そのあまりのタイミングのよさに、雪姫の頬がひきつり。
「えっ、あ!? な、なんでもないワヨっ!?
で、電話よ電話。カリナが、またバカな事言い出したもんだから、つい……!」
「……ケータイ、ベッドの上にあるよね?」
咄嗟に繰り出した言い訳は、あっさりウソだと見ぬかれそうで。
「あっ、あっ、頭にきたのよ、すっごく!
それでっ、電話切ってすぐに、ベッドに投げつけちゃったのっ」
今更後には引けず、そんな風に説明してみせる少女。……けれど、
「……ふ〜ん。それじゃあ、なんで今、服を引っ張りだそうとなんてしてるの? どっかにお出かけ?」
「あっ、えっ……そ、そうなの! 明日、突然仕事が入っちゃって。
今回は大事なお仕事だから、気合入れてっ、今のうちに服とか選んでおこうかなって……!」
「……へぇえ〜〜〜。おねえちゃんが、仕事にそんな前向きなのって初めて見るけどねぇ〜〜〜……??」
アリスが完全にジト目になって。雪姫はダラダラと脂汗を流し始めて。
……やがて、アリスが大きくため息をついた。
「……おねえちゃん、いくらなんでもウソ下手すぎ〜……
ほんと、けーすけのコトになるとダメダメになっちゃうよね〜。
そんなに心配しなくても、デートの邪魔なんかしないよ〜?」
「なっ……!? え!? やっ、違っ……」
恐れていた通りあっさり見ぬかれてしまって、慌てる雪姫だったけれど。
アリスの反応は、雪姫の予想とはまるで違っていた。
「ホントのホントに邪魔なんてしないし、イジメたりもしないから。安心してってば〜」
苦笑しながらそんな事を言ってくる。
「……え……? ほ、ホントに……? で、でもだって……」
計佑絡みでは、散々──本当に散々、徹底的にからかい続けてきていたのに。
……そんな不信感が拭いきれなくて、
──……そうだよ! まだ安心なんて出来ない!!
今までだって、コロリと態度をひっくり返したりしてみせたりで、こちらを翻弄し続けてきた相手なのだ。

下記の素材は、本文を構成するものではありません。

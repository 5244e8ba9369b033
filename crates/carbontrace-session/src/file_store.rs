//! File-backed SessionStore implementation

use std::fs::{self, File};
use std::io::Write;
use std::path::{Path, PathBuf};

use async_trait::async_trait;
use futures::stream;
use serde::{Deserialize, Serialize};
use tokio::sync::watch;
use tracing::{debug, error, info, warn};

use carbontrace_core::{
    Error, Result,
    session_store::{IdentityStream, SessionStore},
    types::UserId,
};

/// File name of the persisted session document.
const STORE_FILE: &str = "user_session_store.json";

/// On-disk session document: one integer entry under a fixed key.
#[derive(Debug, Default, Serialize, Deserialize)]
struct SessionDocument {
    #[serde(skip_serializing_if = "Option::is_none")]
    user_id: Option<UserId>,
}

/// File-backed session store
///
/// Persists the authenticated user's identity as a single JSON document and
/// mirrors it in a watch cell. Writes go through a temp-file-and-rename swap,
/// so readers see either the old or the new document, never a torn one.
/// The watch cell is the source of truth for snapshot reads; the file exists
/// to survive process restarts.
pub struct FileSessionStore {
    path: PathBuf,
    cell: watch::Sender<Option<UserId>>,
}

impl FileSessionStore {
    /// Open the store rooted at `dir`, loading any previously persisted
    /// identity.
    ///
    /// A missing, unreadable, or corrupt document reads as absent — an
    /// unreadable store means "not authenticated", never a hard failure.
    pub fn open(dir: impl Into<PathBuf>) -> Result<Self> {
        let dir = expand_tilde(dir.into())?;
        let path = dir.join(STORE_FILE);
        let initial = load_document(&path);
        let (cell, _) = watch::channel(initial);

        info!("Initialized FileSessionStore at {:?}", path);

        Ok(Self { path, cell })
    }

    /// Persist the document, replacing the previous one atomically.
    fn persist(&self, user_id: Option<UserId>) -> Result<()> {
        let contents = serde_json::to_vec_pretty(&SessionDocument { user_id })?;
        write_atomic(&self.path, &contents).map_err(|e| {
            error!("Failed to persist session document: {}", e);
            e
        })
    }
}

#[async_trait]
impl SessionStore for FileSessionStore {
    async fn user_id(&self) -> Option<UserId> {
        *self.cell.borrow()
    }

    fn observe(&self) -> IdentityStream<'_> {
        let rx = self.cell.subscribe();
        Box::pin(stream::unfold((rx, true), |(mut rx, first)| async move {
            if first {
                let value = *rx.borrow_and_update();
                return Some((value, (rx, false)));
            }
            match rx.changed().await {
                Ok(()) => {
                    let value = *rx.borrow_and_update();
                    Some((value, (rx, false)))
                }
                // Store dropped; nothing further to observe.
                Err(_) => None,
            }
        }))
    }

    async fn set_user_id(&self, id: UserId) -> Result<()> {
        self.persist(Some(id))?;
        self.cell.send_replace(Some(id));
        debug!(user_id = id, "session identity updated");
        Ok(())
    }

    async fn clear(&self) -> Result<()> {
        self.persist(None)?;
        self.cell.send_replace(None);
        debug!("session identity cleared");
        Ok(())
    }

    fn is_authenticated(&self) -> bool {
        self.cell.borrow().is_some()
    }
}

/// Read the persisted document, degrading to absent on any failure.
fn load_document(path: &Path) -> Option<UserId> {
    if !path.exists() {
        return None;
    }
    match fs::read_to_string(path) {
        Ok(contents) => match serde_json::from_str::<SessionDocument>(&contents) {
            Ok(document) => document.user_id,
            Err(e) => {
                warn!("Corrupt session document, treating as signed out: {}", e);
                None
            }
        },
        Err(e) => {
            warn!("Unreadable session document, treating as signed out: {}", e);
            None
        }
    }
}

/// Write `data` to `path` via a temp file and rename, so the document is
/// replaced in one swap or not at all.
fn write_atomic(path: &Path, data: &[u8]) -> Result<()> {
    if let Some(parent) = path.parent() {
        fs::create_dir_all(parent)?;
    }

    let mut temp = path.as_os_str().to_owned();
    temp.push(".tmp");
    let temp = PathBuf::from(temp);

    let written = (|| {
        {
            let mut file = File::create(&temp)?;
            file.write_all(data)?;
            file.sync_all()?;
        }
        fs::rename(&temp, path)
    })();

    if written.is_err() {
        let _ = fs::remove_file(&temp);
    }
    written.map_err(Error::Io)
}

/// Expand a leading `~` to the user's home directory.
fn expand_tilde(dir: PathBuf) -> Result<PathBuf> {
    if !dir.starts_with("~") {
        return Ok(dir);
    }
    let home = dirs::home_dir()
        .ok_or_else(|| Error::SessionStore("Could not determine home directory".to_string()))?;
    match dir.strip_prefix("~") {
        Ok(rest) => Ok(home.join(rest)),
        Err(_) => Ok(dir),
    }
}

#[cfg(test)]
mod tests {
    use super::*;
    use futures::StreamExt;
    use tempfile::TempDir;

    #[tokio::test]
    async fn test_write_then_read_and_observe() {
        let dir = TempDir::new().unwrap();
        let store = FileSessionStore::open(dir.path()).unwrap();

        store.set_user_id(42).await.unwrap();

        assert_eq!(store.user_id().await, Some(42));
        let first = store.observe().next().await;
        assert_eq!(first, Some(Some(42)));
    }

    #[tokio::test]
    async fn test_clear_removes_identity() {
        let dir = TempDir::new().unwrap();
        let store = FileSessionStore::open(dir.path()).unwrap();

        store.set_user_id(42).await.unwrap();
        store.clear().await.unwrap();

        assert_eq!(store.user_id().await, None);
        assert!(!store.is_authenticated());
    }

    #[tokio::test]
    async fn test_is_authenticated_is_a_snapshot() {
        let dir = TempDir::new().unwrap();
        let store = FileSessionStore::open(dir.path()).unwrap();

        // Must answer immediately on an empty store with no write ever
        // arriving, not wait for a notification.
        assert!(!store.is_authenticated());

        store.set_user_id(7).await.unwrap();
        assert!(store.is_authenticated());
    }

    #[tokio::test]
    async fn test_observe_emits_current_then_changes() {
        let dir = TempDir::new().unwrap();
        let store = FileSessionStore::open(dir.path()).unwrap();

        let mut identities = store.observe();
        assert_eq!(identities.next().await, Some(None));

        store.set_user_id(1).await.unwrap();
        assert_eq!(identities.next().await, Some(Some(1)));

        store.clear().await.unwrap();
        assert_eq!(identities.next().await, Some(None));
    }

    #[tokio::test]
    async fn test_identity_survives_reopen() {
        let dir = TempDir::new().unwrap();

        {
            let store = FileSessionStore::open(dir.path()).unwrap();
            store.set_user_id(42).await.unwrap();
        }

        let reopened = FileSessionStore::open(dir.path()).unwrap();
        assert_eq!(reopened.user_id().await, Some(42));
        assert!(reopened.is_authenticated());
    }

    #[tokio::test]
    async fn test_last_write_wins() {
        let dir = TempDir::new().unwrap();
        let store = FileSessionStore::open(dir.path()).unwrap();

        store.set_user_id(1).await.unwrap();
        store.set_user_id(2).await.unwrap();

        assert_eq!(store.user_id().await, Some(2));
    }

    #[tokio::test]
    async fn test_corrupt_document_reads_as_signed_out() {
        let dir = TempDir::new().unwrap();
        fs::write(dir.path().join(STORE_FILE), b"not json").unwrap();

        let store = FileSessionStore::open(dir.path()).unwrap();
        assert_eq!(store.user_id().await, None);
        assert!(!store.is_authenticated());
    }

    #[test]
    fn test_document_schema() {
        let with_id = serde_json::to_string(&SessionDocument { user_id: Some(42) }).unwrap();
        assert_eq!(with_id, r#"{"user_id":42}"#);

        let absent = serde_json::to_string(&SessionDocument { user_id: None }).unwrap();
        assert_eq!(absent, "{}");
    }
}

今回のこれだって、こちらが信用して安心した瞬間、きっと裏切ってみせるのだ。
──……そう、例えば。
私にはこんなコトを言っておいて、裏では計佑くんに連絡をとったりして。
私にはナイショで、いきなり待ち合わせ場所に現れるとか狙ってたりするんだ……!
そんな疑念の元に、高3少女は『う〜〜〜っ!』と唸って小学生モドキを睨みつけて。
睨まれた相手がズサっと後ずさりした。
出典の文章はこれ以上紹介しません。